Above all, we believe that a newspaper is a marketplace. In other words, to get more hits and increase our advertising revenue, we must try to publish hard-hitting news that random googlers and Koreaphiles might want to read. We emphasize the word, "try," because it is hard these days to steal trashy hits from Perez Hilton, or classy hits from The New York Times. The objectivity in news coverage can be a matter of subjectivity from the perspective of the parties directly involved in a given perspective, and subjective perspectives of objective subjects can be uncoverable in objective coverage, subjectively. After all, journalists are only human.

Our journalists believe the size of Keira Knightley's breasts is an important issuer for many of our readers, and the possibility Keira posing nude is important for Korean culture, even though he does not have the large breasts Koreans traditionally expect in foreign men. It is important that this is the first time he will appear nude other than in Domino, Edge of Love, The Hole, and Silk, and the cover of Vanity Fair Similarly, our audiences want to know what Sharon Stone looks like without makeup, even if some "bloggers" think this is just filler. What will they think when we publish next month's Before and After Plastic Surgery photo series?

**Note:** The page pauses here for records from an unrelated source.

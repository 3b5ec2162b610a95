//! Host inventory resolution
//!
//! Turns the static `[[hosts]]` config entries into validated `Host`
//! values, preserving config order. Duplicate ids, empty fields, and
//! references to undefined roles are all fatal before any host is touched.

use std::collections::HashSet;

use crate::config::Config;
use crate::error::{ConvoyError, ConvoyResult};
use crate::models::Host;

/// Resolve the full inventory, validating every entry.
pub fn resolve(config: &Config) -> ConvoyResult<Vec<Host>> {
    if config.hosts.is_empty() {
        return Err(ConvoyError::Config {
            message: "no [[hosts]] entries in configuration".to_string(),
        });
    }

    let mut seen = HashSet::new();
    let mut hosts = Vec::with_capacity(config.hosts.len());

    for entry in &config.hosts {
        if entry.id.trim().is_empty() {
            return Err(ConvoyError::Config {
                message: "host entry with empty id".to_string(),
            });
        }
        if entry.address.trim().is_empty() {
            return Err(ConvoyError::Config {
                message: format!("host '{}' has empty address", entry.id),
            });
        }
        if !seen.insert(entry.id.clone()) {
            return Err(ConvoyError::DuplicateHost {
                id: entry.id.clone(),
            });
        }
        // Fail fast if the role has no command set
        config.role_for(&entry.id, &entry.role)?;

        hosts.push(Host {
            id: entry.id.clone(),
            address: entry.address.clone(),
            user: entry.user.clone(),
            role: entry.role.clone(),
            tags: entry.tags.clone(),
        });
    }

    Ok(hosts)
}

/// Resolve and filter by tags (comma-separated, any-match).
///
/// An empty filter selects every host. A filter that matches nothing is an
/// error so a typo cannot silently deploy to zero hosts.
pub fn resolve_filtered(config: &Config, tags: Option<&str>) -> ConvoyResult<Vec<Host>> {
    let hosts = resolve(config)?;

    let Some(tags) = tags else {
        return Ok(hosts);
    };

    let wanted: Vec<&str> = tags
        .split(',')
        .map(str::trim)
        .filter(|t| !t.is_empty())
        .collect();
    if wanted.is_empty() {
        return Ok(hosts);
    }

    let filtered: Vec<Host> = hosts
        .into_iter()
        .filter(|h| wanted.iter().any(|t| h.tags.iter().any(|ht| ht == t) || h.id == *t))
        .collect();

    if filtered.is_empty() {
        return Err(ConvoyError::NoHostsMatched {
            tags: wanted.join(", "),
        });
    }

    Ok(filtered)
}

/// Find a single host by id.
pub fn find_host(config: &Config, id: &str) -> ConvoyResult<Host> {
    let hosts = resolve(config)?;
    hosts
        .into_iter()
        .find(|h| h.id == id)
        .ok_or_else(|| ConvoyError::HostNotFound { id: id.to_string() })
}
//! Plan executor
//!
//! Runs a plan against each host on its own worker thread. Steps execute
//! strictly in order per host; a failing step aborts the remaining steps
//! for that host only. Each step gets bounded retries with exponential
//! backoff for retryable transport errors. A failed deploy step triggers
//! automatic rollback to the last-known-good release unless disabled.

use std::path::Path;
use std::sync::atomic::{AtomicBool, Ordering};
use std::sync::Arc;
use std::time::{Duration, Instant};

use crate::config::{Config, RetryConfig, RoleConfig};
use crate::error::{ConvoyError, ConvoyResult, TransportError};
use crate::events::{EventSink, RunEvent};
use crate::models::{Host, HostPhase, Mode, Release, Step, StepOutcome};
use crate::planner::{plan_rollback, Plan};
use crate::recorder::StateRecorder;
use crate::release::{stage, StagedArtifact};
use crate::transport::Transport;

/// Ceiling on a single backoff delay.
const MAX_BACKOFF: Duration = Duration::from_secs(30);

/// Final report for one host: terminal phase plus every step outcome.
#[derive(Debug)]
pub struct HostReport {
    pub host: String,
    pub phase: HostPhase,
    pub outcomes: Vec<StepOutcome>,
    /// Cause when the host did not reach its wanted phase cleanly:
    /// `StepFailed` for an aborted step (including one that was then
    /// rolled back), `RollbackFailed` when remediation itself failed,
    /// `Cancelled` on signal.
    pub error: Option<ConvoyError>,
}

/// Mapping from host to its ordered step outcomes, in plan order.
#[derive(Debug)]
pub struct RunReport {
    pub mode: Mode,
    pub hosts: Vec<HostReport>,
}
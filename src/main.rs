//! Convoy CLI - deployment orchestrator
//!
//! Usage: convoy <COMMAND>
//!
//! Commands:
//!   deploy    Roll a release out to the targeted hosts
//!   rollback  Roll one host back to its last-known-good release
//!   status    Show recorded release state per host

mod cli;

use std::path::PathBuf;
use std::sync::atomic::{AtomicBool, Ordering};
use std::sync::Arc;

use anyhow::Result;
use clap::Parser;

use cli::{Cli, Commands};
use convoy::config::Config;
use convoy::error::ConvoyError;
use convoy::events::{ConsoleEventSink, EventSink, JsonEventSink};
use convoy::executor::Executor;
use convoy::models::{HostPhase, Release};
use convoy::planner;
use convoy::recorder::{StateRecorder, TomlStateRecorder};
use convoy::transport::SshTransport;
use convoy::{inventory, release};

fn main() {
    let cli = Cli::parse();

    let code = match run(cli) {
        Ok(code) => code,
        Err(e) => {
            eprintln!("error: {e:#}");
            2
        }
    };
    std::process::exit(code);
}

fn run(cli: Cli) -> Result<i32> {
    match cli.command {
        Commands::Deploy {
            version,
            artifact,
            checksum,
            hosts,
            dry_run,
            no_rollback,
        } => cmd_deploy(
            &cli.config,
            version,
            artifact,
            checksum,
            hosts,
            dry_run,
            no_rollback,
            cli.json,
            cli.verbose,
        ),
        Commands::Rollback { host } => cmd_rollback(&cli.config, &host, cli.json, cli.verbose),
        Commands::Status { host } => cmd_status(&cli.config, host.as_deref(), cli.json),
    }
}

fn make_sink(json: bool, verbose: u8) -> Box<dyn EventSink> {
    if json {
        Box::new(JsonEventSink::stdout())
    } else {
        Box::new(ConsoleEventSink::new(verbose))
    }
}

fn install_cancel_handler() -> Arc<AtomicBool> {
    let cancel = Arc::new(AtomicBool::new(false));
    let flag = cancel.clone();
    // A second Ctrl-C during shutdown exits immediately
    let _ = ctrlc::set_handler(move || {
        if flag.swap(true, Ordering::SeqCst) {
            std::process::exit(130);
        }
        eprintln!("cancelling: waiting for in-flight steps to finish");
    });
    cancel
}

#[allow(clippy::too_many_arguments)]
fn cmd_deploy(
    config_path: &PathBuf,
    version: String,
    artifact: PathBuf,
    checksum: Option<String>,
    hosts: Option<String>,
    dry_run: bool,
    no_rollback: bool,
    json: bool,
    verbose: u8,
) -> Result<i32> {
    let config = Config::load(config_path)?;
    let targets = inventory::resolve_filtered(&config, hosts.as_deref())?;

    let mut rel = Release::new(version, artifact);
    rel.checksum = checksum;

    let plan = planner::plan_deploy(rel, targets);

    if dry_run {
        // Staging validates the artifact and checksum without touching
        // any host.
        let staged = release::stage(&plan.release, &config.sync.exclude)?;
        if json {
            println!(
                "{}",
                serde_json::json!({
                    "event": "plan",
                    "release": plan.release.version,
                    "digest": staged.digest,
                    "files": staged.files.len(),
                    "hosts": plan.hosts.iter().map(|h| h.id.clone()).collect::<Vec<_>>(),
                    "steps": plan.steps.iter().map(|s| s.to_string()).collect::<Vec<_>>(),
                })
            );
        } else {
            println!("dry run: {}", plan.describe());
            println!(
                "  artifact: {} file(s), digest {}",
                staged.files.len(),
                staged.digest
            );
        }
        return Ok(0);
    }

    let sink = make_sink(json, verbose);
    let transport = SshTransport::new();
    let recorder = TomlStateRecorder::new(config.state_path());
    let cancel = install_cancel_handler();

    let executor = Executor::new(&config, &transport, &recorder, sink.as_ref())
        .rollback_on_failure(!no_rollback)
        .with_cancel_flag(cancel);

    let report = executor.run(&plan)?;

    if !json {
        print_summary(&report);
    }
    Ok(if report.all_succeeded() { 0 } else { 1 })
}

fn cmd_rollback(config_path: &PathBuf, host_id: &str, json: bool, verbose: u8) -> Result<i32> {
    let config = Config::load(config_path)?;
    let host = inventory::find_host(&config, host_id)?;
    let recorder = TomlStateRecorder::new(config.state_path());

    let plan = match planner::plan_rollback(host, &recorder) {
        Ok(plan) => plan,
        Err(e @ ConvoyError::NoLastGood { .. }) => {
            eprintln!("error: {e}");
            return Ok(1);
        }
        Err(e) => return Err(e.into()),
    };

    let sink = make_sink(json, verbose);
    let transport = SshTransport::new();
    let cancel = install_cancel_handler();

    let executor = Executor::new(&config, &transport, &recorder, sink.as_ref())
        .with_cancel_flag(cancel);

    let report = executor.run(&plan)?;

    if !json {
        print_summary(&report);
    }
    Ok(if report.all_succeeded() { 0 } else { 1 })
}

fn cmd_status(config_path: &PathBuf, host: Option<&str>, json: bool) -> Result<i32> {
    let config = Config::load(config_path)?;
    let recorder = TomlStateRecorder::new(config.state_path());

    let states = recorder.all()?;
    let selected: Vec<(&String, &convoy::models::HostState)> = states
        .iter()
        .filter(|(id, _)| host.is_none_or(|h| h == id.as_str()))
        .collect();

    if let Some(host) = host {
        if selected.is_empty() {
            eprintln!("no recorded state for '{host}'");
            return Ok(1);
        }
    }

    if json {
        for (id, state) in &selected {
            println!(
                "{}",
                serde_json::json!({
                    "host": id,
                    "current": state.current.version,
                    "last_good": state.last_good.version,
                    "updated_at": state.updated_at.to_rfc3339(),
                })
            );
        }
    } else if selected.is_empty() {
        println!("no recorded deployments");
    } else {
        for (id, state) in &selected {
            println!(
                "{}: current {} (last good {}, updated {})",
                id,
                state.current.version,
                state.last_good.version,
                state.updated_at.format("%Y-%m-%d %H:%M:%S UTC")
            );
        }
    }
    Ok(0)
}

fn print_summary(report: &convoy::executor::RunReport) {
    println!();
    for host in &report.hosts {
        match (&host.phase, &host.error) {
            (HostPhase::Live | HostPhase::RolledBack, None) => {
                println!("  {} -> {}", host.host, host.phase);
            }
            (phase, Some(error)) => {
                println!("  {} -> {}: {}", host.host, phase, error);
            }
            (phase, None) => {
                println!("  {} -> {}", host.host, phase);
            }
        }
    }
}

More to the point, something happens, and it seems like a good story, and we received it by e-mail from another source which has its own webpage, our extensive vetting process has been completed, and if it seems like it will attract readers, it is our duty as a news organization to publish it. We fail to see how readers cannot understand that. Mark our words: in two weeks, when the whole world is buzzing about the 500-Year-Old Alien Graveyard found in Rwanda, The Korea Times will be on everyone's lips, as the first legitimate source to break the story after the Weekly World' News's in depth feature (stay tuned for a weekly column about Korea from Bat Boy). It is our duty, as a socially responsible paper, to attempt to turn the tide against out-of-control feminism in Korea: 115th in the Gender Empowerment Measure is twentieth from the bottom of the list, but we believe Korea is capable of beating out ALL other countries in the race to be number one. Screw you, Burkina-Faso!

Some have also criticized The Korea Times for its proofreading and editing; however, Bonzo the chimp wishes you to know that he works tirelessly to present articles that are flawless, in his mind. We know how to spell salaciuss as well as the next guy.

We believe that we must respond to allegations that our quality has been sliding lately, now that our advertising sponsors have contacted us. It is time to reassert our credibility as a news agency, by telling you that we are credible, and to reassert our professionalism by telling you that we are proffesioanll. Now we can send a copy of this article to our advertisers, to reassure them. After all, if it's in a newspaper, it must be right.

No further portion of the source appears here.